Segment Start: PROVIDED INFORMATION

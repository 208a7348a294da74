//! TCP connect probe.

use std::io::ErrorKind;
use std::net::{IpAddr, SocketAddr};
use std::time::Duration;

use tokio::net::TcpStream;

use super::PortState;

/// Try to open a TCP connection to `address:port`.
///
/// An explicit refusal is `Closed`; silence or any other failure is
/// `FilteredOrTimeout`. The connection is dropped as soon as it is made.
pub async fn probe_tcp_port(address: IpAddr, port: u16, timeout: Duration) -> PortState {
    let addr = SocketAddr::new(address, port);
    match tokio::time::timeout(timeout, TcpStream::connect(addr)).await {
        Ok(Ok(_stream)) => PortState::Open,
        Ok(Err(e)) if e.kind() == ErrorKind::ConnectionRefused => PortState::Closed,
        Ok(Err(e)) => {
            tracing::trace!("TCP probe {}: {}", addr, e);
            PortState::FilteredOrTimeout
        }
        Err(_) => PortState::FilteredOrTimeout,
    }
}
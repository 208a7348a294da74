//! Beacon - uptime and certificate-expiry monitor
//!
//! Periodically checks registered URLs and network devices, inspects their
//! TLS certificates and discovers hosts on the local network.

mod config;
mod db;
mod discovery;
mod probe;
mod registry;
mod scheduler;
mod service;
mod web;

use config::ServerConfig;
use db::Store;
use discovery::DiscoveryEngine;
use probe::{CertificateInspector, HttpProber, SystemProber};
use registry::TargetRegistry;
use scheduler::{CycleRunner, Dispatcher, NetworkChecker, Scheduler};
use service::MonitorService;
use web::Server;

use std::sync::Arc;
use tracing_subscriber::{layer::SubscriberExt, util::SubscriberInitExt};

#[tokio::main]
async fn main() -> Result<(), Box<dyn std::error::Error + Send + Sync>> {
    // Initialize logging
    tracing_subscriber::registry()
        .with(tracing_subscriber::fmt::layer())
        .with(tracing_subscriber::EnvFilter::from_default_env()
            .add_directive("beacon=info".parse()?))
        .init();

    // Load configuration
    let cfg = ServerConfig::load();
    tracing::info!("Starting Beacon on port {}...", cfg.http_port);
    tracing::info!("Using database at {}", cfg.db_path);

    // Initialize database
    let store = Arc::new(Store::new(&cfg.db_path)?);
    tracing::info!("Database initialized successfully");

    let registry = TargetRegistry::new(store);
    let dispatcher = Dispatcher::new(cfg.max_concurrent_checks);
    tracing::info!("Running at most {} checks at once", dispatcher.limit());
    let network = Arc::new(SystemProber);

    let checker = NetworkChecker::new(HttpProber::new()?, CertificateInspector::new()?, network.clone());
    let runner = Arc::new(CycleRunner::new(registry.clone(), Arc::new(checker), dispatcher.clone()));
    let discovery = DiscoveryEngine::new(network, cfg.discovery_settings());

    // Start scheduler
    let scheduler = Scheduler::new(runner.clone(), cfg.cycle_interval());
    let scheduler_task = scheduler.start();

    // Start web server
    let service = MonitorService::new(registry, runner, discovery, dispatcher);
    let server = Server::new(cfg, service);
    let result = server.start().await;

    scheduler.stop();
    let _ = scheduler_task.await;
    result
}
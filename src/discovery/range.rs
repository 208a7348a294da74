//! Address range grammar for discovery.
//!
//! Accepted forms:
//! - a single IPv4 address: `192.168.1.20`
//! - a dash range over the last octet: `192.168.1.1-254` or `192.168.1.1-192.168.1.254`
//! - CIDR: `192.168.1.0/24`. Only `/24` is expanded; any other prefix
//!   length yields no addresses.

use std::net::Ipv4Addr;
use thiserror::Error;

#[derive(Error, Debug, PartialEq)]
#[error("invalid address range '{range}': {reason}")]
pub struct RangeError {
    pub range: String,
    pub reason: String,
}

impl RangeError {
    fn new(range: &str, reason: impl Into<String>) -> Self {
        Self {
            range: range.to_string(),
            reason: reason.into(),
        }
    }
}

/// Expand `range` into the addresses to probe, in ascending order.
pub fn parse_range(range: &str) -> Result<Vec<Ipv4Addr>, RangeError> {
    let range = range.trim();
    if range.is_empty() {
        return Err(RangeError::new(range, "empty range"));
    }

    if let Some((start, end)) = range.split_once('-') {
        let start: Ipv4Addr = start
            .trim()
            .parse()
            .map_err(|_| RangeError::new(range, "start is not an IPv4 address"))?;
        let end = end.trim();
        let [a, b, c, first] = start.octets();

        let last = match end.parse::<u8>() {
            Ok(octet) => octet,
            Err(_) => {
                let end: Ipv4Addr = end
                    .parse()
                    .map_err(|_| RangeError::new(range, "end is neither an octet nor an IPv4 address"))?;
                let [ea, eb, ec, ed] = end.octets();
                if [ea, eb, ec] != [a, b, c] {
                    return Err(RangeError::new(range, "start and end must share the first three octets"));
                }
                ed
            }
        };

        return Ok((first..=last).map(|d| Ipv4Addr::new(a, b, c, d)).collect());
    }

    if let Some((base, prefix)) = range.split_once('/') {
        let base: Ipv4Addr = base
            .trim()
            .parse()
            .map_err(|_| RangeError::new(range, "base is not an IPv4 address"))?;
        let prefix: u8 = prefix
            .trim()
            .parse()
            .map_err(|_| RangeError::new(range, "prefix length is not a number"))?;
        if prefix > 32 {
            return Err(RangeError::new(range, "prefix length exceeds 32"));
        }
        if prefix != 24 {
            tracing::warn!("Discovery: only /24 ranges are expanded, '{}' yields no addresses", range);
            return Ok(Vec::new());
        }
        return Ok(last_octet_sweep(base));
    }

    let single: Ipv4Addr = range
        .parse()
        .map_err(|_| RangeError::new(range, "not an IPv4 address"))?;
    Ok(vec![single])
}

/// `a.b.c.1` through `a.b.c.254` for the network containing `address`.
pub fn last_octet_sweep(address: Ipv4Addr) -> Vec<Ipv4Addr> {
    let [a, b, c, _] = address.octets();
    (1..=254).map(|d| Ipv4Addr::new(a, b, c, d)).collect()
}
#[cfg(test)]
mod tests {
    use super::*;
    use tempfile::NamedTempFile;

    fn test_store() -> (NamedTempFile, Store) {
        let tmp = NamedTempFile::new().unwrap();
        let store = Store::new(tmp.path()).unwrap();
        (tmp, store)
    }

    fn test_certificate(thumbprint: &str) -> Certificate {
        let now = Utc::now();
        Certificate {
            id: 0,
            common_name: "example.com".to_string(),
            issuer: "CN=Test CA".to_string(),
            thumbprint: thumbprint.to_string(),
            issued_at: now - ChronoDuration::days(10),
            expires_at: now + ChronoDuration::days(80),
            algorithm: "sha256WithRSAEncryption".to_string(),
            key_size: 2048,
            status: CertificateStatus::Valid,
            last_checked: Some(now),
            created_at: now,
            updated_at: now,
        }
    }

    #[test]
    fn test_target_crud() {
        let (_tmp, store) = test_store();

        // Create
        let mut target = MonitorTarget::new("https://example.com");
        target.name = "Example".to_string();
        let id = store.insert_target(&mut target).unwrap();
        assert!(id > 0);

        // Read
        let fetched = store.load_target(id).unwrap().unwrap();
        assert_eq!(fetched.name, "Example");
        assert_eq!(fetched.endpoint_kind, EndpointKind::Url);
        assert_eq!(fetched.status, TargetStatus::Unknown);

        // Update
        let mut updated = fetched;
        updated.name = "Updated".to_string();
        updated.check_interval_minutes = 0;
        store.update_target_config(&updated).unwrap();

        let fetched2 = store.load_target(id).unwrap().unwrap();
        assert_eq!(fetched2.name, "Updated");
        assert_eq!(fetched2.check_interval_minutes, DEFAULT_CHECK_INTERVAL_MINUTES);

        // Delete
        store.delete_target(id).unwrap();
        assert!(store.load_target(id).unwrap().is_none());
        assert!(matches!(store.delete_target(id), Err(DbError::NotFound)));
    }

    #[test]
    fn test_duplicate_endpoint_is_conflict() {
        let (_tmp, store) = test_store();
        store.insert_target(&mut MonitorTarget::new("10.0.0.2")).unwrap();

        let err = store
            .insert_target(&mut MonitorTarget::new("10.0.0.2"))
            .unwrap_err();
        assert!(matches!(err, DbError::Conflict(ref e) if e == "10.0.0.2"));
        assert_eq!(store.load_targets().unwrap().len(), 1);
    }

    #[test]
    fn test_active_filter_and_endpoint_lookup() {
        let (_tmp, store) = test_store();
        store.insert_target(&mut MonitorTarget::new("https://a.example")).unwrap();
        let mut inactive = MonitorTarget::new("https://b.example");
        inactive.is_active = false;
        store.insert_target(&mut inactive).unwrap();

        let active = store.load_active_targets().unwrap();
        assert_eq!(active.len(), 1);
        assert_eq!(active[0].endpoint, "https://a.example");

        let found = store.load_target_by_endpoint("https://b.example").unwrap();
        assert!(found.is_some_and(|t| !t.is_active));
        assert!(store.load_target_by_endpoint("https://c.example").unwrap().is_none());
    }

    #[test]
    fn test_upsert_targets_persists_state_and_certificate() {
        let (_tmp, store) = test_store();
        let mut target = MonitorTarget::new("https://example.com");
        store.insert_target(&mut target).unwrap();

        let now = Utc::now();
        target.status = TargetStatus::Up;
        target.last_checked_at = Some(now);
        target.last_response_code = Some(200);
        target.last_response_time_ms = Some(12.5);
        target.total_checks = 3;
        target.successful_checks = 2;
        target.uptime_percentage = 2.0 / 3.0 * 100.0;
        target.certificate = Some(test_certificate("AA11"));
        store.upsert_targets(std::slice::from_ref(&target)).unwrap();

        let loaded = store.load_target(target.id).unwrap().unwrap();
        assert_eq!(loaded.status, TargetStatus::Up);
        assert_eq!(loaded.last_response_code, Some(200));
        assert_eq!(loaded.total_checks, 3);
        assert_eq!(loaded.successful_checks, 2);
        let cert = loaded.certificate.unwrap();
        assert!(cert.id > 0);
        assert_eq!(cert.thumbprint, "AA11");

        // Same thumbprint again: still one row.
        store.upsert_targets(std::slice::from_ref(&target)).unwrap();
        assert_eq!(store.list_certificates(CertificateFilter::All).unwrap().len(), 1);
    }

    #[test]
    fn test_upsert_skips_deleted_target() {
        let (_tmp, store) = test_store();
        let mut gone = MonitorTarget::new("https://gone.example.com");
        store.insert_target(&mut gone).unwrap();
        let mut kept = MonitorTarget::new("https://kept.example.com");
        store.insert_target(&mut kept).unwrap();
        store.delete_target(gone.id).unwrap();

        gone.total_checks = 1;
        kept.total_checks = 1;
        store.upsert_targets(&[gone, kept.clone()]).unwrap();

        let targets = store.load_targets().unwrap();
        assert_eq!(targets.len(), 1);
        assert_eq!(targets[0].id, kept.id);
        assert_eq!(targets[0].total_checks, 1);
    }

    #[test]
    fn test_certificate_refresh_by_thumbprint() {
        let (_tmp, store) = test_store();
        let mut cert = test_certificate("BB22");
        let id = store.upsert_certificate(&mut cert).unwrap();

        let mut again = test_certificate("BB22");
        again.status = CertificateStatus::Invalid;
        let id2 = store.upsert_certificate(&mut again).unwrap();

        assert_eq!(id, id2);
        let certs = store.list_certificates(CertificateFilter::All).unwrap();
        assert_eq!(certs.len(), 1);
        assert_eq!(certs[0].status, CertificateStatus::Invalid);
    }

    #[test]
    fn test_certificate_filters() {
        let (_tmp, store) = test_store();
        let now = Utc::now();

        let mut soon = test_certificate("S1");
        soon.expires_at = now + ChronoDuration::days(5);
        soon.status = CertificateStatus::ExpiringSoon;
        store.upsert_certificate(&mut soon).unwrap();

        let mut later = test_certificate("L1");
        later.expires_at = now + ChronoDuration::days(200);
        store.upsert_certificate(&mut later).unwrap();

        let mut expired = test_certificate("E1");
        expired.expires_at = now - ChronoDuration::days(1);
        expired.status = CertificateStatus::Expired;
        store.upsert_certificate(&mut expired).unwrap();

        let all = store.list_certificates(CertificateFilter::All).unwrap();
        assert_eq!(
            all.iter().map(|c| c.thumbprint.as_str()).collect::<Vec<_>>(),
            vec!["E1", "S1", "L1"]
        );

        let expiring = store
            .list_certificates(CertificateFilter::ExpiringWithin { days: 30 })
            .unwrap();
        assert_eq!(expiring.len(), 1);
        assert_eq!(expiring[0].thumbprint, "S1");

        let by_status = store
            .list_certificates(CertificateFilter::Status(CertificateStatus::Expired))
            .unwrap();
        assert_eq!(by_status.len(), 1);
        assert_eq!(by_status[0].thumbprint, "E1");

        for days in [3_000_000, 100_000_000, i64::MAX] {
            let unexpired = store
                .list_certificates(CertificateFilter::ExpiringWithin { days })
                .unwrap();
            assert_eq!(
                unexpired.iter().map(|c| c.thumbprint.as_str()).collect::<Vec<_>>(),
                vec!["S1", "L1"]
            );
        }
    }

    #[test]
    fn test_replace_ports() {
        let (_tmp, store) = test_store();
        let mut target = MonitorTarget::new("10.0.0.5");
        store.insert_target(&mut target).unwrap();

        let port = |p: u16, name: &str| MonitoredPort {
            id: 0,
            target_id: target.id,
            port: p,
            protocol: "TCP".to_string(),
            service_name: name.to_string(),
            is_secure: p == 443,
            status: PortStatus::Open,
            last_checked: None,
        };

        store.replace_ports(target.id, &[port(443, "HTTPS"), port(22, "SSH")]).unwrap();
        let ports = store.load_ports(target.id).unwrap();
        assert_eq!(ports.len(), 2);
        assert_eq!(ports[0].port, 22);
        assert!(ports[1].is_secure);

        store.replace_ports(target.id, &[port(80, "HTTP")]).unwrap();
        let ports = store.load_ports(target.id).unwrap();
        assert_eq!(ports.len(), 1);
        assert_eq!(ports[0].service_name, "HTTP");
    }

    #[test]
    fn test_parse_db_time_formats() {
        assert!(parse_db_time("2024-01-02 03:04:05.123456789").is_some());
        assert!(parse_db_time("2024-01-02 03:04:05").is_some());
        assert!(parse_db_time("2024-01-02T03:04:05Z").is_some());
        assert!(parse_db_time("2024-01-02T03:04:05+02:00").is_some());
        assert!(parse_db_time("not a time").is_none());
    }
}
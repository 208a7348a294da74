//! HTTP request handlers.

use super::AppState;
use crate::db::{Certificate, CertificateFilter, CertificateStatus, DbError, EXPIRY_WARNING_DAYS};
use crate::discovery::DiscoveredDevice;
use crate::scheduler::{CycleError, CycleReport};
use crate::service::{MonitorError, TargetConfig};

use axum::{
    extract::{Path, Query, State},
    http::StatusCode,
    response::{IntoResponse, Json, Response},
};
use chrono::Utc;
use serde::{Deserialize, Serialize};

/// Map a service error to a status code and message.
fn error_response(e: MonitorError) -> Response {
    let status = match &e {
        MonitorError::NotFound(_) | MonitorError::Db(DbError::NotFound) => StatusCode::NOT_FOUND,
        MonitorError::Db(DbError::Conflict(_)) => StatusCode::CONFLICT,
        MonitorError::InvalidRange(_) | MonitorError::InvalidTarget(_) => StatusCode::BAD_REQUEST,
        _ => StatusCode::INTERNAL_SERVER_ERROR,
    };
    if status.is_server_error() {
        tracing::error!("API: {}", e);
    }
    (status, e.to_string()).into_response()
}

// ============================================================================
// API: Targets
// ============================================================================

pub async fn handle_get_targets(State(state): State<AppState>) -> impl IntoResponse {
    match state.service.list_targets() {
        Ok(targets) => Json(targets).into_response(),
        Err(e) => error_response(e),
    }
}

pub async fn handle_get_target(State(state): State<AppState>, Path(id): Path<i64>) -> impl IntoResponse {
    match state.service.get_target(id) {
        Ok(target) => Json(target).into_response(),
        Err(e) => error_response(e),
    }
}

pub async fn handle_create_target(
    State(state): State<AppState>,
    Json(req): Json<TargetConfig>,
) -> impl IntoResponse {
    match state.service.add_target(req) {
        // The port scan, if any, finishes in the background and logs its own outcome.
        Ok((target, _scan)) => (StatusCode::CREATED, Json(target)).into_response(),
        Err(e) => error_response(e),
    }
}

pub async fn handle_update_target(
    State(state): State<AppState>,
    Path(id): Path<i64>,
    Json(req): Json<TargetConfig>,
) -> impl IntoResponse {
    match state.service.update_target(id, req) {
        Ok(target) => Json(target).into_response(),
        Err(e) => error_response(e),
    }
}

pub async fn handle_delete_target(
    State(state): State<AppState>,
    Path(id): Path<i64>,
) -> impl IntoResponse {
    match state.service.delete_target(id) {
        Ok(_) => StatusCode::NO_CONTENT.into_response(),
        Err(e) => error_response(e),
    }
}

pub async fn handle_check_target(
    State(state): State<AppState>,
    Path(id): Path<i64>,
) -> impl IntoResponse {
    match state.service.check_single_target(id).await {
        Ok(check) => Json(check).into_response(),
        Err(e) => error_response(e),
    }
}

pub async fn handle_get_ports(State(state): State<AppState>, Path(id): Path<i64>) -> impl IntoResponse {
    match state.service.target_ports(id) {
        Ok(ports) => Json(ports).into_response(),
        Err(e) => error_response(e),
    }
}

// ============================================================================
// API: Cycle
// ============================================================================

#[derive(Debug, Serialize)]
struct FailedCycle {
    error: String,
    report: CycleReport,
}

pub async fn handle_run_cycle(State(state): State<AppState>) -> impl IntoResponse {
    match state.service.run_cycle_now().await {
        Ok(report) => Json(report).into_response(),
        // Checks ran but were not saved: still show what they found.
        Err(MonitorError::Cycle(CycleError::Persistence { source, report })) => {
            tracing::error!("API: cycle results not saved: {}", source);
            let body = FailedCycle {
                error: format!("failed to save cycle results: {}", source),
                report,
            };
            (StatusCode::INTERNAL_SERVER_ERROR, Json(body)).into_response()
        }
        Err(e) => error_response(e),
    }
}

// ============================================================================
// API: Discovery
// ============================================================================

#[derive(Debug, Default, Deserialize)]
pub struct DiscoveryRequest {
    /// Omit to sweep the local network.
    #[serde(default)]
    pub range: Option<String>,
}

pub async fn handle_discover(
    State(state): State<AppState>,
    body: Option<Json<DiscoveryRequest>>,
) -> impl IntoResponse {
    let req = body.map(|Json(r)| r).unwrap_or_default();
    match state.service.discover(req.range.as_deref()).await {
        Ok(devices) => Json(devices).into_response(),
        Err(e) => error_response(e),
    }
}

pub async fn handle_add_discovered(
    State(state): State<AppState>,
    Json(device): Json<DiscoveredDevice>,
) -> impl IntoResponse {
    match state.service.promote_device(&device) {
        Ok(target) => (StatusCode::CREATED, Json(target)).into_response(),
        Err(e) => error_response(e),
    }
}

// ============================================================================
// API: Certificates & stats
// ============================================================================

#[derive(Debug, Deserialize)]
pub struct CertificatesQuery {
    /// Only certificates expiring within this many days.
    #[serde(default)]
    pub expiring_within: Option<i64>,
    #[serde(default)]
    pub status: Option<String>,
}

/// A certificate with its expiry figures computed for now.
#[derive(Debug, Serialize)]
pub struct CertificateView {
    #[serde(flatten)]
    pub certificate: Certificate,
    pub days_until_expiry: i64,
    pub is_expired: bool,
    pub is_expiring_soon: bool,
}

impl From<Certificate> for CertificateView {
    fn from(certificate: Certificate) -> Self {
        let now = Utc::now();
        Self {
            days_until_expiry: certificate.days_until_expiry(now),
            is_expired: certificate.is_expired(now),
            is_expiring_soon: certificate.is_expiring_soon(now),
            certificate,
        }
    }
}

pub async fn handle_get_certificates(
    State(state): State<AppState>,
    Query(query): Query<CertificatesQuery>,
) -> impl IntoResponse {
    let filter = match (query.expiring_within, query.status) {
        (Some(days), _) => CertificateFilter::ExpiringWithin {
            days: if days <= 0 { EXPIRY_WARNING_DAYS } else { days },
        },
        (None, Some(status)) => match status.parse::<CertificateStatus>() {
            Ok(s) => CertificateFilter::Status(s),
            Err(e) => return (StatusCode::BAD_REQUEST, e).into_response(),
        },
        (None, None) => CertificateFilter::All,
    };

    match state.service.list_certificates(filter) {
        Ok(certs) => {
            let views: Vec<CertificateView> = certs.into_iter().map(CertificateView::from).collect();
            Json(views).into_response()
        }
        Err(e) => error_response(e),
    }
}

pub async fn handle_get_stats(State(state): State<AppState>) -> impl IntoResponse {
    match state.service.get_stats() {
        Ok(stats) => Json(stats).into_response(),
        Err(e) => error_response(e),
    }
}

Segment End: PROVIDED INFORMATION

=== ASSIGNMENT ===
Copy each line from the entries above that has the word "views" in it.

=== RESULT OF THIS TASK ===
            let views: Vec<CertificateView> = certs.into_iter().map(CertificateView::from).collect();
            Json(views).into_response()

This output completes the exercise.